The first students to study in Ko Awatea have arrived, beginning a journey which will transform them into qualified healthcare professionals and “brilliant improvement experts”.
About 12 third year AUT midwifery students and 100 MIT final-semester nursing students were welcomed into Ko Awatea on July 11.
They were given a welcome and a tour of the centre before their classes got underway. Students raved about how “lovely” Ko Awatea is and how it has everything they need, such as coffee, computers and classrooms available for study groups.
“The facility’s fantastic and they’ve put a lot of thought into it,” says MIT nursing student Rachel Dunn. “Like the glass walls – seeing people walk past will spark different ideas and spread inspiration. We can grow, meet new people and develop our ideas from there. Or, if you need to jump to the ward and ask questions there, we’re within walking distance now.”
MIT and AUT representatives were also praising the centre and the linkages it will make possible.

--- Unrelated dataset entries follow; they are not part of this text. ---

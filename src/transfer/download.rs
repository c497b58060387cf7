//! Raw file serving

use log::info;
use tokio::fs;

use crate::content::classify;
use crate::error::StorageError;
use crate::storage::validation::StorageRoot;
use crate::transfer::results::RawFile;

/// Reads the bytes of the document at `relative`, checking it exists and is
/// not a folder.
pub async fn read_raw(root: &StorageRoot, relative: &str) -> Result<RawFile, StorageError> {
    let relative = relative.trim_matches('/');
    let path = root.resolve(relative)?;

    let meta = fs::metadata(&path)
        .await
        .map_err(|e| StorageError::from_io(e, relative))?;
    if meta.is_dir() {
        return Err(StorageError::IsADirectory(relative.to_string()));
    }

    let bytes = fs::read(&path)
        .await
        .map_err(|e| StorageError::from_io(e, relative))?;
    let filename = relative.rsplit('/').next().unwrap_or(relative).to_string();
    let content_type = classify(&filename).content_type(&filename);

    info!("Serving {} ({} bytes, {})", relative, bytes.len(), content_type);

    Ok(RawFile {
        filename,
        content_type,
        bytes,
    })
}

“We are just excited beyond belief. The potential for doing loads of stuff with both maternity and the wider CMDHB community is really here,” says Jackie Gunn, Head of Midwifery at AUT. “This is the culmination of such a lot of planning and it’s just a fantastic facility. Our students are blown away. They came in this morning and went ‘wow, wow, look at all those computers’.”
Michelle Nicholson-Burr, Final Semester Coordinator at MIT, is looking forward to involving some CMDHB clinical staff in training.
“That link between theory and practise is hugely important to us and I think this strengthens that. It starts to become seamless.”
Ko Awatea Director, Professor Jonathon Gray, talked about workforce development interlinking with quality improvement and performance and systems improvement at Ko Awatea, and challenged the students to become “brilliant improvement experts” themselves.
“Success for me will be when fantastic people like you come out of your training not just as nurses but also brilliant improvement experts. How do you identify the problem, maybe make some suggestions about what we could do better, drive forward the improvement and then check to see if it has got better?”
Speaking to the nursing students, Director of Nursing Denise Kivell also challenged those present to be “fresh, friendly and approachable” ambassadors in their new environment.
“This is so exciting that you are part of history and actually working in the health environment. I look forward to working with you and maybe even pinning your medals on so keep that vision.” Classes for first and second year AUT midwifery students, and third-semester MIT nursing students, started at Ko Awatea the following week.